This Month Marks the third anniversary of the terrorist attacks on the Pentagon and the World Trade Center. Since that time, the United States has countered with attacks in Iraq and Afghanistan in the hope that terrorism could be severely deterred.

While no further international terrorist attacks have occurred within the United States, fear of an attack has not abated. Constant raising and lowering of the threat level keeps the issue fresh in the public mind so that in many cases “men’s hearts are failing them for fear.”

Olympic security

In August 2004, the Olympics returned to Greece under intense security precautions. As reported by the Associated Press, Athens’ measures were unprecedented with the most complex planning ever. The cost was over four times that of the preceding Olympics in Sydney.

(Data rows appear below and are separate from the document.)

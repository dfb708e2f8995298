//! Waiting-thread identity, parking and interruption.
//!
//! A [`Waiter`] is the handle a wait-queue node keeps for its thread. It is a
//! back-reference used only to unpark the thread and to report queue
//! membership; synchronization decisions never depend on it beyond identity
//! comparison.
//!
//! Rust threads carry no interrupt status of their own, so the waiter holds
//! one: [`Waiter::interrupt`] sets the flag and unparks the thread, and the
//! interruptible acquire and wait operations observe it.

use std::cell::RefCell;
use std::fmt;
use std::sync::Arc;
use std::sync::atomic::{AtomicBool, AtomicU64, Ordering};
use std::time::Instant;

use crate::park::{Park, Parker};

static NEXT_WAITER_ID: AtomicU64 = AtomicU64::new(1);

thread_local! {
    static CURRENT: RefCell<Option<Waiter>> = const { RefCell::new(None) };
}

/// Process-unique identifier of a [`Waiter`].
#[derive(Debug, Clone, Copy, PartialEq, Eq, Hash, PartialOrd, Ord)]
pub struct WaiterId(u64);

impl WaiterId {
    /// Returns the raw identifier.
    #[must_use]
    pub const fn as_u64(self) -> u64 {
        self.0
    }
}

impl fmt::Display for WaiterId {
    fn fmt(&self, f: &mut fmt::Formatter<'_>) -> fmt::Result {
        write!(f, "waiter-{}", self.0)
    }
}

struct WaiterInner {
    id: WaiterId,
    name: Option<String>,
    parker: Arc<dyn Park>,
    interrupted: AtomicBool,
}

/// Cheaply clonable handle to a thread that may block in a synchronizer.
#[derive(Clone)]
pub struct Waiter {
    inner: Arc<WaiterInner>,
}

impl Waiter {
    fn with_parker(name: Option<String>, parker: Arc<dyn Park>) -> Self {
        Self {
            inner: Arc::new(WaiterInner {
                id: WaiterId(NEXT_WAITER_ID.fetch_add(1, Ordering::Relaxed)),
                name,
                parker,
                interrupted: AtomicBool::new(false),
            }),
        }
    }

    /// Returns the waiter for the calling thread, creating it on first use.
    #[must_use]
    pub fn current() -> Self {
        CURRENT.with(|slot| {
            slot.borrow_mut()
                .get_or_insert_with(|| {
                    let name = std::thread::current().name().map(str::to_owned);
                    Self::with_parker(name, Arc::new(Parker::new()))
                })
                .clone()
        })
    }

    /// Replaces the calling thread's waiter with one that parks through `parker`.
    ///
    /// Used by schedulers that multiplex tasks onto threads. Any handle to the
    /// previous waiter stays valid but no longer identifies this thread.
    pub fn register_current(parker: Arc<dyn Park>) -> Self {
        let name = std::thread::current().name().map(str::to_owned);
        let waiter = Self::with_parker(name, parker);
        CURRENT.with(|slot| *slot.borrow_mut() = Some(waiter.clone()));
        waiter
    }

    /// Returns this waiter's identifier.
    #[must_use]
    pub fn id(&self) -> WaiterId {
        self.inner.id
    }

    /// Returns the thread name captured when the waiter was created.
    #[must_use]
    pub fn name(&self) -> Option<&str> {
        self.inner.name.as_deref()
    }

    /// Returns true if this handle identifies the calling thread.
    #[must_use]
    pub fn is_current(&self) -> bool {
        CURRENT.with(|slot| {
            slot.borrow()
                .as_ref()
                .is_some_and(|current| current.id() == self.id())
        })
    }

    /// Sets the interrupt flag and wakes the thread if it is parked.
    pub fn interrupt(&self) {
        self.inner.interrupted.store(true, Ordering::Release);
        self.inner.parker.unpark();
    }

    /// Returns the interrupt flag without clearing it.
    #[must_use]
    pub fn is_interrupted(&self) -> bool {
        self.inner.interrupted.load(Ordering::Acquire)
    }

    /// Clears the interrupt flag, returning its previous value.
    pub(crate) fn take_interrupt(&self) -> bool {
        self.inner.interrupted.swap(false, Ordering::AcqRel)
    }

    /// Re-asserts an interrupt that was consumed while waiting.
    pub(crate) fn restore_interrupt(&self) {
        self.inner.interrupted.store(true, Ordering::Release);
    }

    pub(crate) fn park(&self) {
        self.inner.parker.park();
    }

    pub(crate) fn park_until(&self, deadline: Instant) {
        self.inner.parker.park_until(deadline);
    }

    pub(crate) fn unpark(&self) {
        self.inner.parker.unpark();
    }
}

impl PartialEq for Waiter {
    fn eq(&self, other: &Self) -> bool {
        self.id() == other.id()
    }
}

impl Eq for Waiter {}

impl fmt::Debug for Waiter {
    fn fmt(&self, f: &mut fmt::Formatter<'_>) -> fmt::Result {
        f.debug_struct("Waiter")
            .field("id", &self.inner.id)
            .field("name", &self.inner.name)
            .field("interrupted", &self.is_interrupted())
            .finish_non_exhaustive()
    }
}

impl fmt::Display for Waiter {
    fn fmt(&self, f: &mut fmt::Formatter<'_>) -> fmt::Result {
        match self.name() {
            Some(name) => f.write_str(name),
            None => write!(f, "{}", self.id()),
        }
    }
}

/// Tests and clears the calling thread's interrupt flag.
pub fn interrupted() -> bool {
    Waiter::current().take_interrupt()
}

#[cfg(test)]
mod tests {
    use super::*;
    use std::sync::atomic::AtomicUsize;
    use std::thread;
    use std::time::Duration;

    #[derive(Debug, Default)]
    struct CountingPark {
        unparks: AtomicUsize,
    }

    impl Park for CountingPark {
        fn park(&self) {}
        fn park_until(&self, _deadline: Instant) {}
        fn unpark(&self) {
            self.unparks.fetch_add(1, Ordering::SeqCst);
        }
    }

    #[test]
    fn current_is_stable_per_thread() {
        let a = Waiter::current();
        let b = Waiter::current();
        assert_eq!(a, b);
        assert!(a.is_current());

        let other = thread::spawn(Waiter::current).join().expect("join");
        assert_ne!(a, other);
        assert!(!other.is_current());
    }

    #[test]
    fn captures_thread_name() {
        let waiter = thread::Builder::new()
            .name("named-waiter".into())
            .spawn(Waiter::current)
            .expect("spawn")
            .join()
            .expect("join");
        assert_eq!(waiter.name(), Some("named-waiter"));
        assert_eq!(waiter.to_string(), "named-waiter");
    }

    #[test]
    fn interrupt_flag_is_taken_once() {
        let waiter = Waiter::current();
        waiter.interrupt();
        assert!(waiter.is_interrupted());
        assert!(interrupted());
        assert!(!interrupted());
        // Drain the permit left by interrupt().
        waiter.park_until(Instant::now());
    }

    #[test]
    fn interrupt_wakes_parked_thread() {
        let (tx, rx) = std::sync::mpsc::channel();
        let handle = thread::spawn(move || {
            let me = Waiter::current();
            tx.send(me.clone()).expect("send");
            while !me.is_interrupted() {
                me.park();
            }
            me.take_interrupt()
        });
        let waiter = rx.recv().expect("recv");
        thread::sleep(Duration::from_millis(10));
        waiter.interrupt();
        assert!(handle.join().expect("join"));
    }

    #[test]
    fn registered_parker_receives_unparks() {
        thread::spawn(|| {
            let park = Arc::new(CountingPark::default());
            let waiter = Waiter::register_current(park.clone());
            assert_eq!(Waiter::current(), waiter);
            waiter.unpark();
            waiter.interrupt();
            assert_eq!(park.unparks.load(Ordering::SeqCst), 2);
        })
        .join()
        .expect("join");
    }
}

The security measures included an arsenal of Patriot missiles, AWACS planes, battleships, and 70,000 police officers. Security for the games was planned with the input of a newly formed international Olympic security advisory group, which includes members from the US, Britain, France, Spain, Germany, Israel, and Australia. NATO troops were used with a focus on coastline surveillance.

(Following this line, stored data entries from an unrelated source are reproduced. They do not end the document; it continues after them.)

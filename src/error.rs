//! Error types for queued synchronizers.
//!
//! Error handling follows these principles:
//!
//! - Errors are explicit and typed (no stringly-typed errors)
//! - Hook failures propagate synchronously to the caller of `acquire`/`release`
//!   after the wait queue has been restored to a consistent shape
//! - Timeouts are ordinary results (`bool` / `Option`), never errors
//!
//! # Error Categories
//!
//! - **Unsupported**: a hook was invoked that the synchronizer does not implement
//! - **Illegal monitor state**: release, wait or signal without the required hold
//! - **Interrupted**: a blocking wait was interrupted
//! - **Count overflow**: a hold count or permit count would leave its word range
//! - **Foreign condition**: a condition was passed to a synchronizer that does not own it

use thiserror::Error;

/// Errors produced by synchronizer operations.
#[derive(Debug, Clone, Copy, PartialEq, Eq, Error)]
pub enum SyncError {
    /// A hook was invoked but the synchronizer does not implement it.
    #[error("operation not supported by this synchronizer: {0}")]
    Unsupported(&'static str),

    /// The caller does not hold the synchronizer in the required mode.
    #[error("illegal monitor state: {0}")]
    IllegalMonitorState(&'static str),

    /// The calling thread was interrupted while waiting.
    #[error("wait interrupted")]
    Interrupted,

    /// A counter stored in the state word would overflow.
    #[error("count overflow: {0}")]
    CountOverflow(&'static str),

    /// The condition is not associated with this synchronizer.
    #[error("condition is not owned by this synchronizer")]
    ForeignCondition,
}

impl SyncError {
    /// Returns true if this error reports an interrupted wait.
    #[must_use]
    pub const fn is_interrupted(&self) -> bool {
        matches!(self, Self::Interrupted)
    }

    /// Returns true if this error reports a missing hold.
    #[must_use]
    pub const fn is_illegal_monitor_state(&self) -> bool {
        matches!(self, Self::IllegalMonitorState(_))
    }

    /// Returns true if the error is a programming error rather than a runtime condition.
    #[must_use]
    pub const fn is_usage_error(&self) -> bool {
        matches!(
            self,
            Self::Unsupported(_) | Self::IllegalMonitorState(_) | Self::ForeignCondition
        )
    }
}

/// Convenience alias for synchronizer results.
pub type Result<T, E = SyncError> = std::result::Result<T, E>;
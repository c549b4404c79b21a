//! Tracing subscriber setup for the `nebula` binary.

use tracing_subscriber::{EnvFilter, fmt};

/// Install the global subscriber.
///
/// `RUST_LOG` wins when set; otherwise nebula crates log at `info`
/// (`debug` with `verbose`) and everything else at `info`.
pub fn init(verbose: bool) {
    let filter = EnvFilter::try_from_default_env().unwrap_or_else(|_| default_filter(verbose));

    fmt()
        .with_env_filter(filter)
        .with_target(verbose)
        .init();
}

fn default_filter(verbose: bool) -> EnvFilter {
    if verbose {
        EnvFilter::new("info,nebula_web=debug,nebula_content=debug,nebula_inquiry=debug,tower_http=debug")
    } else {
        EnvFilter::new("info")
    }
}
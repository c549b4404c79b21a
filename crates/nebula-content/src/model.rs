//! Fixed content records shown on the site.

use serde::{Deserialize, Serialize};

/// Company identity shown in the header, hero, and footer.
#[derive(Clone, Debug, PartialEq, Eq, Serialize, Deserialize)]
pub struct CompanyProfile {
    /// Company name.
    pub name: String,
    /// One-line tagline.
    pub tagline: String,
    /// Ordered pillar labels (e.g. "AI", "Cloud").
    #[serde(default)]
    pub pillars: Vec<String>,
}

/// A service card in the "What we do" section.
#[derive(Clone, Debug, PartialEq, Eq, Serialize, Deserialize)]
pub struct ServiceOffering {
    /// Icon glyph, usually a single emoji.
    #[serde(default)]
    pub icon: String,
    /// Service title.
    pub title: String,
    /// Short description.
    #[serde(default)]
    pub description: String,
}

/// A case study in the "Selected work" section.
#[derive(Clone, Debug, PartialEq, Eq, Serialize, Deserialize)]
pub struct ProjectCase {
    /// Project name.
    pub name: String,
    /// Ordered technology labels.
    #[serde(default)]
    pub stack: Vec<String>,
    /// Short summary.
    #[serde(default)]
    pub summary: String,
    /// Cover image URL.
    #[serde(default)]
    pub image_url: String,
    /// Where the card links to.
    #[serde(default = "default_link")]
    pub link: String,
}

fn default_link() -> String {
    "#".to_string()
}

/// A client quote in the testimonials carousel.
#[derive(Clone, Debug, PartialEq, Eq, Serialize, Deserialize)]
pub struct Testimonial {
    /// Quote text, without surrounding quotation marks.
    pub quote: String,
    /// Person quoted.
    pub author: String,
    /// Role and organisation of the author.
    #[serde(default)]
    pub role: String,
}
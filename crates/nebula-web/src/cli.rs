//! Command-line definitions for the `nebula` binary.

use std::path::PathBuf;

use clap::{Args, Parser, Subcommand};

use crate::config::SiteConfig;

/// NebulaStack Labs marketing site
#[derive(Parser, Debug)]
#[command(name = "nebula")]
#[command(author, version, about, long_about = None)]
pub struct Cli {
    /// Configuration file path
    #[arg(short, long, global = true, env = "NEBULA_CONFIG")]
    pub config: Option<PathBuf>,

    /// Enable verbose output
    #[arg(short, long, global = true)]
    pub verbose: bool,

    /// Subcommand to run; defaults to `serve`
    #[command(subcommand)]
    pub command: Option<Command>,
}

/// Top-level subcommands. Defaults to `serve`.
#[derive(Subcommand, Debug)]
pub enum Command {
    /// Run the site
    Serve(ServeArgs),

    /// Inspect or export site content
    Content {
        /// What to do with the content
        #[command(subcommand)]
        action: ContentAction,
    },
}

/// Overrides applied on top of the configuration file.
#[derive(Args, Debug, Default, Clone)]
pub struct ServeArgs {
    /// Interface to bind
    #[arg(long, env = "NEBULA_HOST")]
    pub host: Option<String>,

    /// Port to bind
    #[arg(short, long, env = "NEBULA_PORT")]
    pub port: Option<u16>,

    /// Content file (TOML); built-in content when unset
    #[arg(long, env = "NEBULA_CONTENT")]
    pub content: Option<PathBuf>,

    /// Number of recent inquiries shown on the page
    #[arg(long, env = "NEBULA_RECENT")]
    pub recent: Option<usize>,
}

impl ServeArgs {
    /// Apply every flag that was given to `config`.
    pub fn apply_to(&self, config: &mut SiteConfig) {
        if let Some(host) = &self.host {
            config.server.host = host.clone();
        }
        if let Some(port) = self.port {
            config.server.port = port;
        }
        if let Some(content) = &self.content {
            config.site.content = Some(content.clone());
        }
        if let Some(recent) = self.recent {
            config.site.recent_inquiries = recent;
        }
    }
}

/// `content` subcommands.
#[derive(Subcommand, Debug)]
pub enum ContentAction {
    /// Write the built-in content as TOML
    Export {
        /// Output file; stdout when omitted
        file: Option<PathBuf>,

        /// Overwrite an existing file
        #[arg(short, long)]
        force: bool,
    },

    /// Load and validate a content file
    Check {
        /// Content file to check
        file: PathBuf,
    },
}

The computer networks controlling the Olympics security analyzed thousands of hidden cameras and microphones as well as dozens of languages for terrorist chatter. It also examined chemical sensors that picked up the first whiff of a biological attack, cameras that swiveled and zoomed at the sound of a gunshot, and a web of underwater cables and infrared cameras that detected the slightest threatening movement. The computer software for the systems cost more than $300-million and the corporation that designed the software claims it is the most complex system designed to date.

Terror alert

On March 1, 2003, approximately 180,000 personnel from 22 different organizations around the United States government became part of the new Department of Homeland Security — completing the largest government reorganization since the beginning of the Civil War. In the eighteen months of its existence, the department has had to expand its scope and reach in direct proportion to the imaginative minds of terrorists. At first the issue was airport and border security; today, however the department has expanded its safety net to include tourist attractions, helicopter trips, and many more locations and services.

During the first week of August, more than 1,000 computer disks were seized by British authorities during arrests of 12 suspected Al Qaeda operatives in England. The seized files are now being subjected to intensive analysis by British and American intelligence as they contain evidence of previously unknown terrorist planning activities in the United States.

A world-wide threat

There are few nations immune from terrorists, but the Middle East has suffered more terror attacks in the past three years than any other region in the world. During their rebuilding effort, Iraq has been devastated by countless car bombings, Israel has constructed a barrier in an attempt to thwart terror and even once immune Saudi Arabia has also been targeted.

Terrorism has become the modern way of “getting your message across.” This type of violence is recorded in Genesis as leading to the devastation of the flood: “The earth also was corrupt before God, and the earth was filled with violence” (Gen. 6:11). Christ expands upon this theme in Matthew 24 when he says, “But as the days of Noah were, so also will the coming of the Son of Man be” (Matt. 24:37).

The rise in terrorist activities is not only creating jobs for software developers and government agencies, it is also proclaiming from the hilltops that our Master’s return is near. Let us pray that it may come soon.